WHAT THE TASK REQUIRES >> Extract each line of the data and write it out again exactly.

-=-=-

//! Retryable command execution.
//!
//! `run_with_retries` runs one command until its retry policy says stop or the
//! retry budget is spent, sleeping between attempts, then lets an optional
//! final policy remap (or escalate) the terminal exit code.
//!
//! Imports only from `crate::domain` and `crate::application::ports`.

pub mod policies;

use std::process::{ExitStatus, Output};
use std::time::Duration;

use crate::application::ports::{CommandRunner, Sleeper};
use crate::domain::{CommandInvocation, CommandResult, HandlerError, RetryDecision};

/// Sleep before the first retry unless the caller says otherwise.
pub const DEFAULT_INITIAL_SLEEP: Duration = Duration::from_secs(30);

/// Backoff settings for one `run_with_retries` call.
#[derive(Debug, Clone, Copy, PartialEq)]
pub struct RetryOptions {
    /// Retries after the first attempt; `0` means exactly one attempt.
    pub max_retries: u32,
    pub initial_sleep: Duration,
    /// Multiplier applied to the sleep after each retry. `1.0` keeps it constant.
    pub growth_factor: f64,
}

impl RetryOptions {
    #[must_use]
    pub fn new(max_retries: u32) -> Self {
        Self {
            max_retries,
            initial_sleep: DEFAULT_INITIAL_SLEEP,
            growth_factor: 1.0,
        }
    }

    #[must_use]
    pub fn with_initial_sleep(mut self, initial_sleep: Duration) -> Self {
        self.initial_sleep = initial_sleep;
        self
    }

    #[must_use]
    pub fn with_growth_factor(mut self, growth_factor: f64) -> Self {
        self.growth_factor = growth_factor;
        self
    }
}

/// Decides after each attempt whether to try again.
///
/// A policy may run a corrective command before answering (see
/// `policies::PackageLockPolicy`). Closures `Fn(&CommandResult) -> RetryDecision`
/// are policies too.
#[allow(async_fn_in_trait)]
pub trait RetryPolicy {
    async fn check(&self, result: &CommandResult) -> RetryDecision;
}

impl<F> RetryPolicy for F
where
    F: Fn(&CommandResult) -> RetryDecision,
{
    async fn check(&self, result: &CommandResult) -> RetryDecision {
        self(result)
    }
}

/// Maps the last attempt's result to the exit code returned to the caller.
///
/// Returning `Err` escalates to a named failure instead of an exit code.
pub trait FinalPolicy {
    /// # Errors
    ///
    /// Returns a named `HandlerError` when the terminal result must abort the operation.
    fn apply(&self, result: &CommandResult) -> Result<i32, HandlerError>;
}

impl<F> FinalPolicy for F
where
    F: Fn(&CommandResult) -> Result<i32, HandlerError>,
{
    fn apply(&self, result: &CommandResult) -> Result<i32, HandlerError> {
        self(result)
    }
}

/// Policy that never retries.
pub struct NoRetry;

impl RetryPolicy for NoRetry {
    async fn check(&self, _: &CommandResult) -> RetryDecision {
        RetryDecision::Stop
    }
}

/// Run `invocation` once and log its output.
///
/// A command that cannot be spawned yields the could-not-execute result
/// rather than an error.
///
/// # Errors
///
/// Returns `HandlerError::OutputNotUtf8` if the output is not valid UTF-8.
pub async fn run_command(
    runner: &impl CommandRunner,
    invocation: &CommandInvocation,
) -> Result<CommandResult, HandlerError> {
    let result = match runner.run(&invocation.command).await {
        Ok(output) => output_to_result(output)?,
        Err(e) => {
            tracing::error!("could not execute command: {e:#}");
            CommandResult::could_not_execute(&format!("{e:#}"))
        }
    };
    log_attempt(invocation, &result);
    Ok(result)
}

/// Run `invocation` with retries.
///
/// At most `options.max_retries + 1` attempts are made. The sleep before retry
/// `k` (0-based) is `initial_sleep * growth_factor^k`; no sleep follows the
/// final attempt. The engine enforces no overall time limit.
///
/// # Errors
///
/// Returns `HandlerError::OutputNotUtf8` if an attempt's output is not UTF-8
/// (not retried), or whatever named failure `final_policy` escalates to.
pub async fn run_with_retries(
    runner: &impl CommandRunner,
    sleeper: &impl Sleeper,
    invocation: &CommandInvocation,
    options: RetryOptions,
    retry_policy: &impl RetryPolicy,
    final_policy: Option<&dyn FinalPolicy>,
) -> Result<i32, HandlerError> {
    let mut retries_done: u32 = 0;
    let mut sleep = options.initial_sleep;

    let last = loop {
        let result = run_command(runner, invocation).await?;
        let RetryDecision::Retry { reason } = retry_policy.check(&result).await else {
            break result;
        };
        if retries_done >= options.max_retries {
            tracing::warn!(
                attempts = retries_done + 1,
                exit_code = result.exit_code,
                "retries exhausted"
            );
            break result;
        }
        retries_done += 1;
        tracing::info!("{reason}");
        sleeper.sleep(sleep).await;
        sleep = grow(sleep, options.growth_factor);
    };

    match final_policy {
        Some(policy) => policy.apply(&last),
        None => Ok(last.exit_code),
    }
}

/// `sleep * factor`, saturating at `Duration::MAX`; negative factors act as zero.
fn grow(sleep: Duration, factor: f64) -> Duration {
    Duration::try_from_secs_f64(sleep.as_secs_f64() * factor.max(0.0)).unwrap_or(Duration::MAX)
}

fn output_to_result(output: Output) -> Result<CommandResult, HandlerError> {
    let Output {
        status,
        mut stdout,
        stderr,
    } = output;
    stdout.extend_from_slice(&stderr);
    CommandResult::from_raw(exit_code_of(status), stdout)
}

/// Exit code of a finished process; a signal `n` is reported as `-n`.
fn exit_code_of(status: ExitStatus) -> i32 {
    if let Some(code) = status.code() {
        return code;
    }
    #[cfg(unix)]
    {
        use std::os::unix::process::ExitStatusExt;
        if let Some(signal) = status.signal() {
            return -signal;
        }
    }
    -1
}

fn log_attempt(invocation: &CommandInvocation, result: &CommandResult) {
    if invocation.log_verbosely {
        tracing::info!("Output of command \"{}\": \n{}", invocation.command, result.output);
    } else {
        tracing::info!("Output: \n{}", result.output);
    }
    if invocation.check_error && !result.success() {
        if invocation.log_verbosely {
            tracing::error!(
                exit_code = result.exit_code,
                "command \"{}\" failed",
                invocation.command
            );
        } else {
            tracing::error!(exit_code = result.exit_code, "command failed");
        }
    }
}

-=-=-

EXERCISE OUTPUT >>
//! Retryable command execution.
//!
//! `run_with_retries` runs one command until its retry policy says stop or the
//! retry budget is spent, sleeping between attempts, then lets an optional
//! final policy remap (or escalate) the terminal exit code.
//!
//! Imports only from `crate::domain` and `crate::application::ports`.

pub mod policies;

use std::process::{ExitStatus, Output};
use std::time::Duration;

use crate::application::ports::{CommandRunner, Sleeper};
use crate::domain::{CommandInvocation, CommandResult, HandlerError, RetryDecision};

/// Sleep before the first retry unless the caller says otherwise.
pub const DEFAULT_INITIAL_SLEEP: Duration = Duration::from_secs(30);

/// Backoff settings for one `run_with_retries` call.
#[derive(Debug, Clone, Copy, PartialEq)]
pub struct RetryOptions {
    /// Retries after the first attempt; `0` means exactly one attempt.
    pub max_retries: u32,
    pub initial_sleep: Duration,
    /// Multiplier applied to the sleep after each retry. `1.0` keeps it constant.
    pub growth_factor: f64,
}

impl RetryOptions {
    #[must_use]
    pub fn new(max_retries: u32) -> Self {
        Self {
            max_retries,
            initial_sleep: DEFAULT_INITIAL_SLEEP,
            growth_factor: 1.0,
        }
    }

    #[must_use]
    pub fn with_initial_sleep(mut self, initial_sleep: Duration) -> Self {
        self.initial_sleep = initial_sleep;
        self
    }

    #[must_use]
    pub fn with_growth_factor(mut self, growth_factor: f64) -> Self {
        self.growth_factor = growth_factor;
        self
    }
}

/// Decides after each attempt whether to try again.
///
/// A policy may run a corrective command before answering (see
/// `policies::PackageLockPolicy`). Closures `Fn(&CommandResult) -> RetryDecision`
/// are policies too.
#[allow(async_fn_in_trait)]
pub trait RetryPolicy {
    async fn check(&self, result: &CommandResult) -> RetryDecision;
}

impl<F> RetryPolicy for F
where
    F: Fn(&CommandResult) -> RetryDecision,
{
    async fn check(&self, result: &CommandResult) -> RetryDecision {
        self(result)
    }
}

/// Maps the last attempt's result to the exit code returned to the caller.
///
/// Returning `Err` escalates to a named failure instead of an exit code.
pub trait FinalPolicy {
    /// # Errors
    ///
    /// Returns a named `HandlerError` when the terminal result must abort the operation.
    fn apply(&self, result: &CommandResult) -> Result<i32, HandlerError>;
}

impl<F> FinalPolicy for F
where
    F: Fn(&CommandResult) -> Result<i32, HandlerError>,
{
    fn apply(&self, result: &CommandResult) -> Result<i32, HandlerError> {
        self(result)
    }
}

/// Policy that never retries.
pub struct NoRetry;

impl RetryPolicy for NoRetry {
    async fn check(&self, _: &CommandResult) -> RetryDecision {
        RetryDecision::Stop
    }
}

/// Run `invocation` once and log its output.
///
/// A command that cannot be spawned yields the could-not-execute result
/// rather than an error.
///
/// # Errors
///
/// Returns `HandlerError::OutputNotUtf8` if the output is not valid UTF-8.
pub async fn run_command(
    runner: &impl CommandRunner,
    invocation: &CommandInvocation,
) -> Result<CommandResult, HandlerError> {
    let result = match runner.run(&invocation.command).await {
        Ok(output) => output_to_result(output)?,
        Err(e) => {
            tracing::error!("could not execute command: {e:#}");
            CommandResult::could_not_execute(&format!("{e:#}"))
        }
    };
    log_attempt(invocation, &result);
    Ok(result)
}

/// Run `invocation` with retries.
///
/// At most `options.max_retries + 1` attempts are made. The sleep before retry
/// `k` (0-based) is `initial_sleep * growth_factor^k`; no sleep follows the
/// final attempt. The engine enforces no overall time limit.
///
/// # Errors
///
/// Returns `HandlerError::OutputNotUtf8` if an attempt's output is not UTF-8
/// (not retried), or whatever named failure `final_policy` escalates to.
pub async fn run_with_retries(
    runner: &impl CommandRunner,
    sleeper: &impl Sleeper,
    invocation: &CommandInvocation,
    options: RetryOptions,
    retry_policy: &impl RetryPolicy,
    final_policy: Option<&dyn FinalPolicy>,
) -> Result<i32, HandlerError> {
    let mut retries_done: u32 = 0;
    let mut sleep = options.initial_sleep;

    let last = loop {
        let result = run_command(runner, invocation).await?;
        let RetryDecision::Retry { reason } = retry_policy.check(&result).await else {
            break result;
        };
        if retries_done >= options.max_retries {
            tracing::warn!(
                attempts = retries_done + 1,
                exit_code = result.exit_code,
                "retries exhausted"
            );
            break result;
        }
        retries_done += 1;
        tracing::info!("{reason}");
        sleeper.sleep(sleep).await;
        sleep = grow(sleep, options.growth_factor);
    };

    match final_policy {
        Some(policy) => policy.apply(&last),
        None => Ok(last.exit_code),
    }
}

/// `sleep * factor`, saturating at `Duration::MAX`; negative factors act as zero.
fn grow(sleep: Duration, factor: f64) -> Duration {
    Duration::try_from_secs_f64(sleep.as_secs_f64() * factor.max(0.0)).unwrap_or(Duration::MAX)
}

fn output_to_result(output: Output) -> Result<CommandResult, HandlerError> {
    let Output {
        status,
        mut stdout,
        stderr,
    } = output;
    stdout.extend_from_slice(&stderr);
    CommandResult::from_raw(exit_code_of(status), stdout)
}

/// Exit code of a finished process; a signal `n` is reported as `-n`.
fn exit_code_of(status: ExitStatus) -> i32 {
    if let Some(code) = status.code() {
        return code;
    }
    #[cfg(unix)]
    {
        use std::os::unix::process::ExitStatusExt;
        if let Some(signal) = status.signal() {
            return -signal;
        }
    }
    -1
}

fn log_attempt(invocation: &CommandInvocation, result: &CommandResult) {
    if invocation.log_verbosely {
        tracing::info!("Output of command \"{}\": \n{}", invocation.command, result.output);
    } else {
        tracing::info!("Output: \n{}", result.output);
    }
    if invocation.check_error && !result.success() {
        if invocation.log_verbosely {
            tracing::error!(
                exit_code = result.exit_code,
                "command \"{}\" failed",
                invocation.command
            );
        } else {
            tracing::error!(exit_code = result.exit_code, "command failed");
        }
    }
}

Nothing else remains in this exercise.